Dawn Levy, News Service (650) 725-1944; e-mail: dawnlevy@stanford.edu

Scott awarded Whitaker grant to improve a minimally invasive treatment for breast cancer

Women facing breast cancer often choose treatments aimed at conserving the breast. But minimally invasive treatments ­ such as those using freezing, lasers and ultrasound ­ may result in high rates of tumor recurrence or inadequate treatment of large tumors. Greig C. Scott, Ph.D., a research associate in electrical engineering, has been awarded a $228,001 grant from the Whitaker Foundation to improve another minimally invasive treatment ­ radio frequency (RF) ablation, or tumor reduction using radio waves.

"RF ablation is well established in cardiac treatments as safe and effective," says Scott, one of 38 investigators receiving a total of $8.6 million in grants from the Whitaker Foundation, a private nonprofit dedicated to improving health care though biomedical engineering. "To use this therapy on other organs, doctors need better tools to guide the intervention and visualize the therapy. I want to create these imaging tools with MRI [magnetic resonance imaging]."

The grant will support Scott's work, begun more than 10 years ago while a graduate student at the University of Toronto, to develop a next-generation scanner that employs MRI to improve RF ablation. RF ablation uses electrodes ­ in the form of needles stuck into tumors and pads placed on the skin of a patient's back ­ to pass RF current between electrodes and through tumors targeted for destruction. The technique can directly image these currents and likely will allow doctors to treat larger tumors than they now can with minimally invasive methods.

Breast tissue, with its lobes and ducts and muscle and more, is highly heterogeneous. Electrical current will encounter different levels of resistance (impedance) as it travels through tissues with different densities, including tumors. When current flows through dense tissue, increased resistance causes the tissue to heat up, Scott explains.

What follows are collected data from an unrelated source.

//! Timeout-bounded access to the remote model.
//!
//! [`RemoteClient`] never returns an error: every call ends in a
//! [`RemoteOutcome`], and every failure carries a [`FailureReason`] that says
//! whether the remote was unavailable or answered with something unusable.
//! Callers decide how to fall back.

use std::sync::Arc;
use std::time::{Duration, Instant};

use thiserror::Error;
use tracing::{debug, warn};

use vault_core::GenerationBackend;

/// Why the remote path is switched off entirely.
#[derive(Debug, Clone, PartialEq, Eq, Error)]
pub enum DisabledReason {
    #[error("no API key configured")]
    MissingApiKey,

    #[error("deterministic mode is enabled")]
    DeterministicMode,

    #[error("client initialization failed: {0}")]
    ClientInit(String),
}

/// Why a remote call did not produce usable text.
#[derive(Debug, Clone, PartialEq, Eq, Error)]
pub enum FailureReason {
    /// Remote path switched off; no call was made.
    #[error("remote model disabled: {0}")]
    Disabled(DisabledReason),

    /// The call did not finish within the configured timeout.
    #[error("remote call timed out after {0:?}")]
    Timeout(Duration),

    /// Network, HTTP status, or protocol failure.
    #[error("remote call failed: {0}")]
    Transport(String),

    /// The remote answered, but nothing usable could be extracted.
    #[error("remote response unusable: {0}")]
    Unusable(String),
}

impl FailureReason {
    /// True for every failure where the remote could not be reached or used at
    /// all, as opposed to answering with unusable content.
    pub fn is_unavailable(&self) -> bool {
        !matches!(self, Self::Unusable(_))
    }

    /// Short stable label for structured logs.
    pub fn label(&self) -> &'static str {
        match self {
            Self::Disabled(_) => "disabled",
            Self::Timeout(_) => "timeout",
            Self::Transport(_) => "transport",
            Self::Unusable(_) => "unusable",
        }
    }
}

/// Result of one remote call.
#[derive(Debug, Clone, PartialEq, Eq)]
pub enum RemoteOutcome {
    Success(String),
    Failure(FailureReason),
}

impl RemoteOutcome {
    pub fn into_result(self) -> Result<String, FailureReason> {
        match self {
            Self::Success(text) => Ok(text),
            Self::Failure(reason) => Err(reason),
        }
    }
}

/// Remote model handle shared by the tagger and the recall answerer.
#[derive(Clone)]
pub struct RemoteClient {
    backend: Result<Arc<dyn GenerationBackend>, DisabledReason>,
    timeout: Duration,
}

impl RemoteClient {
    /// Wrap a backend; every call is cut off after `timeout`.
    pub fn new(backend: Arc<dyn GenerationBackend>, timeout: Duration) -> Self {
        Self {
            backend: Ok(backend),
            timeout,
        }
    }

    /// A client that never calls out and always reports `reason`.
    pub fn disabled(reason: DisabledReason) -> Self {
        Self {
            backend: Err(reason),
            timeout: Duration::ZERO,
        }
    }

    pub fn is_enabled(&self) -> bool {
        self.backend.is_ok()
    }

    /// Why the client is disabled, if it is.
    pub fn disabled_reason(&self) -> Option<&DisabledReason> {
        self.backend.as_ref().err()
    }

    pub fn model_name(&self) -> Option<&str> {
        self.backend.as_ref().ok().map(|b| b.model_name())
    }

    pub fn timeout(&self) -> Duration {
        self.timeout
    }

    /// Plain-text completion.
    pub async fn complete(&self, prompt: &str) -> RemoteOutcome {
        self.call(prompt, false).await
    }

    /// Completion in the backend's JSON mode, where it has one.
    pub async fn complete_json(&self, prompt: &str) -> RemoteOutcome {
        self.call(prompt, true).await
    }

    async fn call(&self, prompt: &str, json: bool) -> RemoteOutcome {
        let backend = match &self.backend {
            Ok(backend) => backend,
            Err(reason) => return RemoteOutcome::Failure(FailureReason::Disabled(reason.clone())),
        };

        let start = Instant::now();
        let call = async {
            if json {
                backend.generate_json(prompt).await
            } else {
                backend.generate(prompt).await
            }
        };

        let outcome = match tokio::time::timeout(self.timeout, call).await {
            Err(_) => RemoteOutcome::Failure(FailureReason::Timeout(self.timeout)),
            Ok(Err(e)) => RemoteOutcome::Failure(FailureReason::Transport(e.to_string())),
            Ok(Ok(text)) if text.trim().is_empty() => {
                RemoteOutcome::Failure(FailureReason::Unusable("empty response".to_string()))
            }
            Ok(Ok(text)) => RemoteOutcome::Success(text),
        };

        let elapsed = start.elapsed().as_millis() as u64;
        match &outcome {
            RemoteOutcome::Success(text) => debug!(
                model = backend.model_name(),
                response_len = text.len(),
                duration_ms = elapsed,
                "Remote call succeeded"
            ),
            RemoteOutcome::Failure(reason) => warn!(
                model = backend.model_name(),
                fallback_reason = reason.label(),
                duration_ms = elapsed,
                error = %reason,
                "Remote call failed"
            ),
        }
        outcome
    }
}

impl std::fmt::Debug for RemoteClient {
    fn fmt(&self, f: &mut std::fmt::Formatter<'_>) -> std::fmt::Result {
        f.debug_struct("RemoteClient")
            .field("model", &self.model_name())
            .field("disabled", &self.disabled_reason())
            .field("timeout", &self.timeout)
            .finish()
    }
}

#[cfg(test)]
mod tests {
    use super::*;
    use crate::mock::MockGenerationBackend;

    fn client(mock: MockGenerationBackend) -> RemoteClient {
        RemoteClient::new(Arc::new(mock), Duration::from_millis(200))
    }

    #[tokio::test]
    async fn test_success_passes_text_through() {
        let mock = MockGenerationBackend::new().with_fixed_response("travel, packing");
        let outcome = client(mock.clone()).complete("tags please").await;
        assert_eq!(outcome, RemoteOutcome::Success("travel, packing".to_string()));
        assert_eq!(mock.generate_call_count(), 1);
    }

    #[tokio::test]
    async fn test_disabled_client_never_calls() {
        let client = RemoteClient::disabled(DisabledReason::MissingApiKey);
        assert!(!client.is_enabled());
        assert!(client.model_name().is_none());
        let outcome = client.complete("anything").await;
        assert_eq!(
            outcome,
            RemoteOutcome::Failure(FailureReason::Disabled(DisabledReason::MissingApiKey))
        );
    }

    #[tokio::test]
    async fn test_backend_error_is_transport_failure() {
        let mock = MockGenerationBackend::new().with_failure("connection refused");
        let outcome = client(mock).complete("prompt").await;
        match outcome {
            RemoteOutcome::Failure(FailureReason::Transport(msg)) => {
                assert!(msg.contains("connection refused"))
            }
            other => panic!("Expected transport failure, got {:?}", other),
        }
    }

    #[tokio::test]
    async fn test_empty_text_is_unusable() {
        let mock = MockGenerationBackend::new().with_fixed_response("   ");
        let outcome = client(mock).complete("prompt").await;
        assert!(matches!(
            outcome,
            RemoteOutcome::Failure(FailureReason::Unusable(_))
        ));
    }

    #[tokio::test(start_paused = true)]
    async fn test_slow_backend_times_out() {
        let mock = MockGenerationBackend::new()
            .with_fixed_response("late")
            .with_latency_ms(5_000);
        let outcome = client(mock).complete("prompt").await;
        assert_eq!(
            outcome,
            RemoteOutcome::Failure(FailureReason::Timeout(Duration::from_millis(200)))
        );
    }

    #[tokio::test]
    async fn test_json_mode_routes_to_generate_json() {
        let mock = MockGenerationBackend::new().with_fixed_response("{}");
        let _ = client(mock.clone()).complete_json("prompt").await;
        let calls = mock.get_calls();
        assert_eq!(calls.len(), 1);
        assert_eq!(calls[0].operation, "generate_json");
    }

    #[test]
    fn test_failure_classification() {
        assert!(FailureReason::Timeout(Duration::from_secs(1)).is_unavailable());
        assert!(FailureReason::Transport("x".into()).is_unavailable());
        assert!(FailureReason::Disabled(DisabledReason::DeterministicMode).is_unavailable());
        assert!(!FailureReason::Unusable("x".into()).is_unavailable());
        assert_eq!(FailureReason::Unusable("x".into()).label(), "unusable");
    }
}
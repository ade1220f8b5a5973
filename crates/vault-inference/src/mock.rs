//! Mock generation backend for deterministic testing.
//!
//! ## Usage
//!
//! ```rust,ignore
//! use vault_inference::mock::MockGenerationBackend;
//!
//! let backend = MockGenerationBackend::new()
//!     .with_response_when("Tags:", "travel, packing")
//!     .with_fixed_response(r#"{"ids": [1], "answer": "Found it"}"#);
//! ```

use std::collections::VecDeque;
use std::sync::{Arc, Mutex, MutexGuard};

use async_trait::async_trait;

use vault_core::{Error, GenerationBackend, Result};

/// Mock generation backend for testing.
///
/// Responses are chosen in this order: queued one-shot replies, the first
/// `with_response_when` rule whose needle appears in the prompt, then the
/// default response. A configured failure overrides all of them.
#[derive(Clone)]
pub struct MockGenerationBackend {
    config: Arc<MockConfig>,
    queue: Arc<Mutex<VecDeque<Result<String>>>>,
    call_log: Arc<Mutex<Vec<MockCall>>>,
}

#[derive(Debug, Clone)]
struct MockConfig {
    model: String,
    rules: Vec<(String, String)>,
    default_response: String,
    latency_ms: u64,
    failure: Option<String>,
}

#[derive(Debug, Clone)]
pub struct MockCall {
    pub operation: String,
    pub input: String,
    pub timestamp: std::time::Instant,
}

impl Default for MockConfig {
    fn default() -> Self {
        Self {
            model: "mock-model".to_string(),
            rules: Vec::new(),
            default_response: "Mock response".to_string(),
            latency_ms: 0,
            failure: None,
        }
    }
}

fn lock<T>(mutex: &Mutex<T>) -> MutexGuard<'_, T> {
    mutex.lock().unwrap_or_else(|poisoned| poisoned.into_inner())
}

impl MockGenerationBackend {
    /// Create a new mock backend with default configuration.
    pub fn new() -> Self {
        Self {
            config: Arc::new(MockConfig::default()),
            queue: Arc::new(Mutex::new(VecDeque::new())),
            call_log: Arc::new(Mutex::new(Vec::new())),
        }
    }

    /// Set the reported model name.
    pub fn with_model(mut self, model: impl Into<String>) -> Self {
        Arc::make_mut(&mut self.config).model = model.into();
        self
    }

    /// Set the default response for generation requests.
    pub fn with_fixed_response(mut self, response: impl Into<String>) -> Self {
        Arc::make_mut(&mut self.config).default_response = response.into();
        self
    }

    /// Answer with `output` whenever the prompt contains `needle`.
    pub fn with_response_when(
        mut self,
        needle: impl Into<String>,
        output: impl Into<String>,
    ) -> Self {
        Arc::make_mut(&mut self.config)
            .rules
            .push((needle.into(), output.into()));
        self
    }

    /// Fail every call with an inference error carrying `message`.
    pub fn with_failure(mut self, message: impl Into<String>) -> Self {
        Arc::make_mut(&mut self.config).failure = Some(message.into());
        self
    }

    /// Set simulated latency for all operations.
    pub fn with_latency_ms(mut self, latency_ms: u64) -> Self {
        Arc::make_mut(&mut self.config).latency_ms = latency_ms;
        self
    }

    /// Queue a one-shot reply, consumed by the next call.
    pub fn push_response(&self, response: impl Into<String>) {
        lock(&self.queue).push_back(Ok(response.into()));
    }

    /// Queue a one-shot failure, consumed by the next call.
    pub fn push_failure(&self, message: impl Into<String>) {
        lock(&self.queue).push_back(Err(Error::Inference(message.into())));
    }

    /// Get all logged calls for assertion.
    pub fn get_calls(&self) -> Vec<MockCall> {
        lock(&self.call_log).clone()
    }

    /// Clear the call log.
    pub fn clear_calls(&self) {
        lock(&self.call_log).clear()
    }

    /// Get number of generation calls, JSON mode included.
    pub fn generate_call_count(&self) -> usize {
        lock(&self.call_log).len()
    }

    async fn respond(&self, operation: &str, prompt: &str) -> Result<String> {
        lock(&self.call_log).push(MockCall {
            operation: operation.to_string(),
            input: prompt.to_string(),
            timestamp: std::time::Instant::now(),
        });

        if self.config.latency_ms > 0 {
            tokio::time::sleep(std::time::Duration::from_millis(self.config.latency_ms)).await;
        }

        if let Some(message) = &self.config.failure {
            return Err(Error::Inference(message.clone()));
        }

        if let Some(queued) = lock(&self.queue).pop_front() {
            return queued;
        }

        let response = self
            .config
            .rules
            .iter()
            .find(|(needle, _)| prompt.contains(needle.as_str()))
            .map(|(_, output)| output.clone())
            .unwrap_or_else(|| self.config.default_response.clone());
        Ok(response)
    }
}

impl Default for MockGenerationBackend {
    fn default() -> Self {
        Self::new()
    }
}

#[async_trait]
impl GenerationBackend for MockGenerationBackend {
    async fn generate(&self, prompt: &str) -> Result<String> {
        self.respond("generate", prompt).await
    }

    async fn generate_json(&self, prompt: &str) -> Result<String> {
        self.respond("generate_json", prompt).await
    }

    fn model_name(&self) -> &str {
        &self.config.model
    }
}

"The ablation process will be highly dependent on the electrical impedance of these tissues," Scott says. "We want to ensure that the current is concentrated in the tumor without forming hot spots in healthy tissue in alternate pathways."

The radio frequencies used are in the range of an AM radio channel, so patients do not experience any sensation from the electrical current. Therapeutic RF signals are more than a million times stronger than those received in AM radios.

RF currents, magnetic fields and electromagnetic waves are linked, and Scott's next-generation scanner will make use of those connections.

In MRI, which can image the body in real time, a person is placed in a static magnetic field, and hydrogen nuclei in the body emit radiowave frequencies that are proportional to that magnetic field. In RF ablation, frequencies are set to the same frequencies as hydrogen.

"It turns out that MRI can directly image RF magnetic fields that are tuned to the MRI system," Scott says.

With Senior Research Associate Steven Conolly and engineering and radiology Professor Emeritus Albert Macovski, Scott is developing a new "prepolarized" MRI system in which two inexpensive electromagnets are alternatively pulsed on ­ a high-field magnet boosts the signal, and a low-field magnet reads out the signal. This work is funded by the National Institutes of Health and the National Cancer Institute, and in the past has been funded by California's Tobacco-Related Disease Research Program, the Defense Advanced Research Projects Agency and the Whitaker Foundation.

Cell membranes and structures change the electrical resistance of a tumor hand-in-hand with the frequency transmitted by the ablation electrodes. The prepolarized MRI system can match this frequency by changing its readout field.

MRI will allow direct detection of tumors in a new way that is completely different from today's indirect method of impedance tomography, in which current repeatedly passes through pairs of electrodes and mathematics reconstructs what the resistance values must have been ­ and therefore, where the tumor must be.

MRI already allows pinpoint targeting of tumors. With impedance tomography, resolution, on the order of centimeters, gets worse toward the center of an imaged tumor slice. With MRI, resolution is uniform throughout an image, and doctors can target sites 10 times smaller.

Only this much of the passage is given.